Your task> Only one stretch of the records below should be repeated. It starts with the line containing "return false;" and goes on through the line containing "total == whole.w", exactly as written.

==========

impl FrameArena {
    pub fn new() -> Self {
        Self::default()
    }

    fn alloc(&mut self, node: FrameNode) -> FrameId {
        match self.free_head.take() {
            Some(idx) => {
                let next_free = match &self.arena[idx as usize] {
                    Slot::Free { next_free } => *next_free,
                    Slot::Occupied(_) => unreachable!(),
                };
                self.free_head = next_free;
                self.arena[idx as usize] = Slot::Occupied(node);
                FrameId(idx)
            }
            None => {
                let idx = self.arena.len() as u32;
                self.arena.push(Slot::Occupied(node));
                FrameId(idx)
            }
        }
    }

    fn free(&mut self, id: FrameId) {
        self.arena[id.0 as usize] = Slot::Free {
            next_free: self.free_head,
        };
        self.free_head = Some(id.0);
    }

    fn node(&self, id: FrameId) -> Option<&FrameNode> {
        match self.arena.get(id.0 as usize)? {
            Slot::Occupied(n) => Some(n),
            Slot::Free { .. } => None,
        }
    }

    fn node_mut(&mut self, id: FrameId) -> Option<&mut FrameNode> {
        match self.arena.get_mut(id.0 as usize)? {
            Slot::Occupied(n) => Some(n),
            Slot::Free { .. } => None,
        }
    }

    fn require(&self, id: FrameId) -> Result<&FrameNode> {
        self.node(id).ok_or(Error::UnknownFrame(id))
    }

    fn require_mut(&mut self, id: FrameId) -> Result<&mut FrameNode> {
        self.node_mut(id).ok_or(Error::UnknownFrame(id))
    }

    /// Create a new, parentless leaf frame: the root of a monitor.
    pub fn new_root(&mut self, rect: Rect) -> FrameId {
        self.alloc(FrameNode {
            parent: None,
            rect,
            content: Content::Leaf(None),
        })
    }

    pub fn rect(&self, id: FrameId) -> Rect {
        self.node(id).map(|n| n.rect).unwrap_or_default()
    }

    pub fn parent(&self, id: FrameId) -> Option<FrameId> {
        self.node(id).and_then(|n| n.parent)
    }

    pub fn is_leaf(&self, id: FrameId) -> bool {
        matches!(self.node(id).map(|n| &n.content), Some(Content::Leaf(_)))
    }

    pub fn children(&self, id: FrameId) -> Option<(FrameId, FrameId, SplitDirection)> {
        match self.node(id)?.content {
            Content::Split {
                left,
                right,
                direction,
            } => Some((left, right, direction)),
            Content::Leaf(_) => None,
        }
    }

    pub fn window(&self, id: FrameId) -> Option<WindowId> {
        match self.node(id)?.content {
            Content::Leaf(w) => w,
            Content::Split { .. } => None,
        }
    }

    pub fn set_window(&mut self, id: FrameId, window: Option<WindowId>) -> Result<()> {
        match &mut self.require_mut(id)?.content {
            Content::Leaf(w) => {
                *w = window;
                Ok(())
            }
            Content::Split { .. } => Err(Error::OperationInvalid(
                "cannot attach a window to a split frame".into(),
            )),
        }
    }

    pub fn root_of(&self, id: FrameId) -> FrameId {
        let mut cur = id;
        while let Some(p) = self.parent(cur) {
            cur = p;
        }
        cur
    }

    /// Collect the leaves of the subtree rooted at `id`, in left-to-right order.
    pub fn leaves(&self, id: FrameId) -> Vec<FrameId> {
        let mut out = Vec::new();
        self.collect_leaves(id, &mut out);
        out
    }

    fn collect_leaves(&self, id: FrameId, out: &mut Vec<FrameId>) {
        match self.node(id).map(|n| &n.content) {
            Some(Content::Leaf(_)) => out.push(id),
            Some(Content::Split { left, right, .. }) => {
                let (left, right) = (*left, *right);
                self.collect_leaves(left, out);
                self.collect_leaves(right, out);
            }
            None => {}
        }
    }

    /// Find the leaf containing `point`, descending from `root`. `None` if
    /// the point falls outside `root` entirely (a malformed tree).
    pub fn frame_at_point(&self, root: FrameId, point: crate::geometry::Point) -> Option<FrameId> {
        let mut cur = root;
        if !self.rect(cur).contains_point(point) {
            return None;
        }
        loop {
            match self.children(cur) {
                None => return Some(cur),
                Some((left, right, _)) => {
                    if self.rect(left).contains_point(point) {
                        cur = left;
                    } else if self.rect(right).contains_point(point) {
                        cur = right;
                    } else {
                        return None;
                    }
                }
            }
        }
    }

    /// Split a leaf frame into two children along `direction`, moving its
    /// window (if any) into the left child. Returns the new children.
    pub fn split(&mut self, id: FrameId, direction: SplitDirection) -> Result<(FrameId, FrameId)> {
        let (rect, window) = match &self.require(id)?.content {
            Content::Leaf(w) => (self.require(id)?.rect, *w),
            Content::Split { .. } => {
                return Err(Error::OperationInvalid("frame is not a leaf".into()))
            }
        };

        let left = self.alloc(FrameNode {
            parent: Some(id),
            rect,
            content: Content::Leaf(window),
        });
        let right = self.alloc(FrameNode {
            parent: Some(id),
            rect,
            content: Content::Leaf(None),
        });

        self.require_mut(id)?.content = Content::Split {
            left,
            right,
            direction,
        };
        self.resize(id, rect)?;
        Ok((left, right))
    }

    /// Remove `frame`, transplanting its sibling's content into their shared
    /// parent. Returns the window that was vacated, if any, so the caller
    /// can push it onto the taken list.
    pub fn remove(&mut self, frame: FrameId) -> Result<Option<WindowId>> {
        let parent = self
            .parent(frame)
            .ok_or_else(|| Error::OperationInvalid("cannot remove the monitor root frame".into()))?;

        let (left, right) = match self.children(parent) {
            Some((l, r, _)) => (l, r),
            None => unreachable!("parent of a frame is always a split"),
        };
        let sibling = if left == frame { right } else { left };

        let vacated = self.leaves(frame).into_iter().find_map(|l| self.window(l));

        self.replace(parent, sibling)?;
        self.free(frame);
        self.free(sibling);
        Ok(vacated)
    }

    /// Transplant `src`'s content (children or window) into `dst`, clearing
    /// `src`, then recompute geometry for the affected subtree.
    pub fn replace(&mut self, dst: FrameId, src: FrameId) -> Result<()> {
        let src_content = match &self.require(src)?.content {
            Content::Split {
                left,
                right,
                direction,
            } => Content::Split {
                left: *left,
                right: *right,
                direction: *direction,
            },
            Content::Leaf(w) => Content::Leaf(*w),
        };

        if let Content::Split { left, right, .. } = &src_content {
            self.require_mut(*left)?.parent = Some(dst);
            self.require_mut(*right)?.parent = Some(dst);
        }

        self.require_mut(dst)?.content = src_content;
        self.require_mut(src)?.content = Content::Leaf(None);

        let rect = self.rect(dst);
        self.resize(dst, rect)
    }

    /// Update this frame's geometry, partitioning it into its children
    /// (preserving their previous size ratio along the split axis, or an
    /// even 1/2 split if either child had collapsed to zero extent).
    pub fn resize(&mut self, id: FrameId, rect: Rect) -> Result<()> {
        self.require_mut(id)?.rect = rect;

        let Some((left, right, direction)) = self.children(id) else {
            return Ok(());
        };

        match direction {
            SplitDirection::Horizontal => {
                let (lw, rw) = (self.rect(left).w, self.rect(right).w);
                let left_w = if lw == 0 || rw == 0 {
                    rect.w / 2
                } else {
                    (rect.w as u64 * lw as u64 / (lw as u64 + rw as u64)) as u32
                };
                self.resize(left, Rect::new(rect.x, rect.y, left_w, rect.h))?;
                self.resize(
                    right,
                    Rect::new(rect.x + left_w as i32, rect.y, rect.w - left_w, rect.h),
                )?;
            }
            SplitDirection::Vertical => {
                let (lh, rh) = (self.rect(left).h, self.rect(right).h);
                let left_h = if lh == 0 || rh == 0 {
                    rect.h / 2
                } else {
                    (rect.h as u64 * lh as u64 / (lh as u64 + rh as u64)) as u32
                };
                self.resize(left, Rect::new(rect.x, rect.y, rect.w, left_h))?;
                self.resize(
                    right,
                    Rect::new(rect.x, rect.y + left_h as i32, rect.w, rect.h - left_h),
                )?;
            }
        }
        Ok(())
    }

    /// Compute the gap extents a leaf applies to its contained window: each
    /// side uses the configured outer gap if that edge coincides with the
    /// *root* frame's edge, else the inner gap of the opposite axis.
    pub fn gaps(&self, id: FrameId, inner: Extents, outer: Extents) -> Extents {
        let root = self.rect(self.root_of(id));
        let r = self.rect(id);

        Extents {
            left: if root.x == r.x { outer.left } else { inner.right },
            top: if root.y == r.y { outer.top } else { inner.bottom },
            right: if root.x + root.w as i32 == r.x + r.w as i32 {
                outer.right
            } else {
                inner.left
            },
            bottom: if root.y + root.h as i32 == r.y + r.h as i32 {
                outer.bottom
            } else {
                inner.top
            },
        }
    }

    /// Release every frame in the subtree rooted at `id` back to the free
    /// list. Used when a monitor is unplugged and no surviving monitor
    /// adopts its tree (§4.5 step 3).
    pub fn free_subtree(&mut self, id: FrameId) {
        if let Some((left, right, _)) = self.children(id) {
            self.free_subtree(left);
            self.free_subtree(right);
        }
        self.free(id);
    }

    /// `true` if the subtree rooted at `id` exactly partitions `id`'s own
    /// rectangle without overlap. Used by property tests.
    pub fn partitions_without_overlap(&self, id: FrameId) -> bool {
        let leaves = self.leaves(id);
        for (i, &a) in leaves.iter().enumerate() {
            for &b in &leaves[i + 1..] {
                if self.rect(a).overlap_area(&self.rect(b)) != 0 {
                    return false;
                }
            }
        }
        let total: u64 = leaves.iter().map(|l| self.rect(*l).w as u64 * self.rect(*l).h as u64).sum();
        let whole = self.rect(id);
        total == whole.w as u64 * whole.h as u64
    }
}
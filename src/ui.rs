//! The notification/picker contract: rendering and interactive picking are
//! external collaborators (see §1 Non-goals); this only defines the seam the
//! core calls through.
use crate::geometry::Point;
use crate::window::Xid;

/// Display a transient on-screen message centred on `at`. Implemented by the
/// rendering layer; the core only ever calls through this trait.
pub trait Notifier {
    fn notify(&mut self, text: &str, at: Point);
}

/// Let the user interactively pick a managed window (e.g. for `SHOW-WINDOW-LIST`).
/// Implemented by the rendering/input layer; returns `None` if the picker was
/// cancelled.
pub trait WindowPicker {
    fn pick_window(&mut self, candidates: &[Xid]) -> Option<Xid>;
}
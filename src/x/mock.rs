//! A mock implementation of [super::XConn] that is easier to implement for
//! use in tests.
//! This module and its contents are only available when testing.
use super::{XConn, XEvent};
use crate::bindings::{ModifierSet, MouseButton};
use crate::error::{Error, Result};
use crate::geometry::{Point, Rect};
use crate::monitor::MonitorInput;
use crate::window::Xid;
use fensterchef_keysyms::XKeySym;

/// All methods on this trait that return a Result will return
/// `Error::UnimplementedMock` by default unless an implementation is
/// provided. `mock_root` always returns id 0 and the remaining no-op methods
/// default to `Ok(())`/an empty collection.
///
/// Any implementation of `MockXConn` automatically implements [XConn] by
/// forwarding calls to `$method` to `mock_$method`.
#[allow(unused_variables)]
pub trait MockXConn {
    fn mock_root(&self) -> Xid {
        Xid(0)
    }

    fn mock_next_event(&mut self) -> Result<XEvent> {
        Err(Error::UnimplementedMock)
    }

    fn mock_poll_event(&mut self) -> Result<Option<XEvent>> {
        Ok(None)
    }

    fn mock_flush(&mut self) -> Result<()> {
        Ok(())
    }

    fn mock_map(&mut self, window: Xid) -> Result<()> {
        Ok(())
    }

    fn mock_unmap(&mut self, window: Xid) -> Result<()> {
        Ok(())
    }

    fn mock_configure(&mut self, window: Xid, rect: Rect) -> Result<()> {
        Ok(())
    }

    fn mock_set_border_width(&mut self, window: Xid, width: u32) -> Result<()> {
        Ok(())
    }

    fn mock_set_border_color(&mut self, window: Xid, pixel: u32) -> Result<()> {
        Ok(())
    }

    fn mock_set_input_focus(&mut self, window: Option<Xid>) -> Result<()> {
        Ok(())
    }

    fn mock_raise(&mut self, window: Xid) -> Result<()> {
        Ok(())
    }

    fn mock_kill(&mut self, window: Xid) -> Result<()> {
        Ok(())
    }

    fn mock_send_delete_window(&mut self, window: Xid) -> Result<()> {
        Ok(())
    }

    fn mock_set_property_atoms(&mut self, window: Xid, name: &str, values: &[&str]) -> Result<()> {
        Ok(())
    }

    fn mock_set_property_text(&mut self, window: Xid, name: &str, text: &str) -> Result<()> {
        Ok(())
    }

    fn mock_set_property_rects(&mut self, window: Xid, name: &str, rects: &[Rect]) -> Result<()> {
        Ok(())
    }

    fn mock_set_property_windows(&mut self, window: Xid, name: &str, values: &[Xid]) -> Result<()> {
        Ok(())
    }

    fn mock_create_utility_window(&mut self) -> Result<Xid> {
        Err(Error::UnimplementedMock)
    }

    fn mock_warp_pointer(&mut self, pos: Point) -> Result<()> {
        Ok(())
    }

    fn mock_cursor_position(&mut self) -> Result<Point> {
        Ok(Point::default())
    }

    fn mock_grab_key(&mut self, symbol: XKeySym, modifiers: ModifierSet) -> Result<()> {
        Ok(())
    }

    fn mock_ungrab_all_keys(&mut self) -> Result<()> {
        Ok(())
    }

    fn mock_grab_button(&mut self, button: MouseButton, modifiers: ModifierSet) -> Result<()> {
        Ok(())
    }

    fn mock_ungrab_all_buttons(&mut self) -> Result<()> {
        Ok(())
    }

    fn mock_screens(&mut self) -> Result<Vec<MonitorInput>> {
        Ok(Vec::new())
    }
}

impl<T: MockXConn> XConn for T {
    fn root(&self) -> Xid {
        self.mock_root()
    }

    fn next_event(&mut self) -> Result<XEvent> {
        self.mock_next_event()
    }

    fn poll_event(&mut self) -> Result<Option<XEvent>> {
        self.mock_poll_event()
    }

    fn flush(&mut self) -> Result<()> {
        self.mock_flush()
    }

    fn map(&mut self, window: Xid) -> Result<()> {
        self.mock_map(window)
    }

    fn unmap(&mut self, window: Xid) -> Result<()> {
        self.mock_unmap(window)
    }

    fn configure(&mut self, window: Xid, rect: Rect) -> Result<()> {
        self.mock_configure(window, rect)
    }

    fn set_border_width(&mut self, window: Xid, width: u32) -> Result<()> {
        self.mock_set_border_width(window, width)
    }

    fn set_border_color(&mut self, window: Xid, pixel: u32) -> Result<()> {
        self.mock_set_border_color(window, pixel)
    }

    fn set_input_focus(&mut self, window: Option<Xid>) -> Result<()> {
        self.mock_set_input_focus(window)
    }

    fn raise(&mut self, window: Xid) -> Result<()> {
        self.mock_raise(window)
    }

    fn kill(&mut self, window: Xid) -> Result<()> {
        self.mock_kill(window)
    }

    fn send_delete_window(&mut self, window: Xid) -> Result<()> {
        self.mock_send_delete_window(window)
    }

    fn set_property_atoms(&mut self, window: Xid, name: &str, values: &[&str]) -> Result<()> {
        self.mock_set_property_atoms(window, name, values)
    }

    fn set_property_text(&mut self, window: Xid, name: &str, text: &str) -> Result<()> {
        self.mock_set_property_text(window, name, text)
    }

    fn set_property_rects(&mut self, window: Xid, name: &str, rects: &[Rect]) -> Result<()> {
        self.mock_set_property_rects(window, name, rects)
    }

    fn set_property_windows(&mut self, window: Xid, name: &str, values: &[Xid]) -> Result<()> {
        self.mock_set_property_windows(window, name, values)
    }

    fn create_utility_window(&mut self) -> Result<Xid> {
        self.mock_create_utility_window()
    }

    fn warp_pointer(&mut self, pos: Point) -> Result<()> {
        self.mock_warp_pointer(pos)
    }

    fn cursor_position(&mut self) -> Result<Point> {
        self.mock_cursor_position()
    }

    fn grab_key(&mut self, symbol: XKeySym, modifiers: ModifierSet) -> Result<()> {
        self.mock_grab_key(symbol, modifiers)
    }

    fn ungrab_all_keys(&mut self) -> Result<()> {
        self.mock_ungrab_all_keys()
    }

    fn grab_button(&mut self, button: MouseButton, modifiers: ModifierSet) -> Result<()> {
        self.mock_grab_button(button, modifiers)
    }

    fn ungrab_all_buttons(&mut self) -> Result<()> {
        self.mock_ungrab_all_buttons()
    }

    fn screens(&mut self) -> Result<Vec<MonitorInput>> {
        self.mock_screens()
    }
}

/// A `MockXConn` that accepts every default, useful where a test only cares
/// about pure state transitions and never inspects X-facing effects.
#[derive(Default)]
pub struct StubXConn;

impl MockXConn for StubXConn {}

==========

Output below>
                    return false;
                }
            }
        }
        let total: u64 = leaves.iter().map(|l| self.rect(*l).w as u64 * self.rect(*l).h as u64).sum();
        let whole = self.rect(id);
        total == whole.w as u64 * whole.h as u64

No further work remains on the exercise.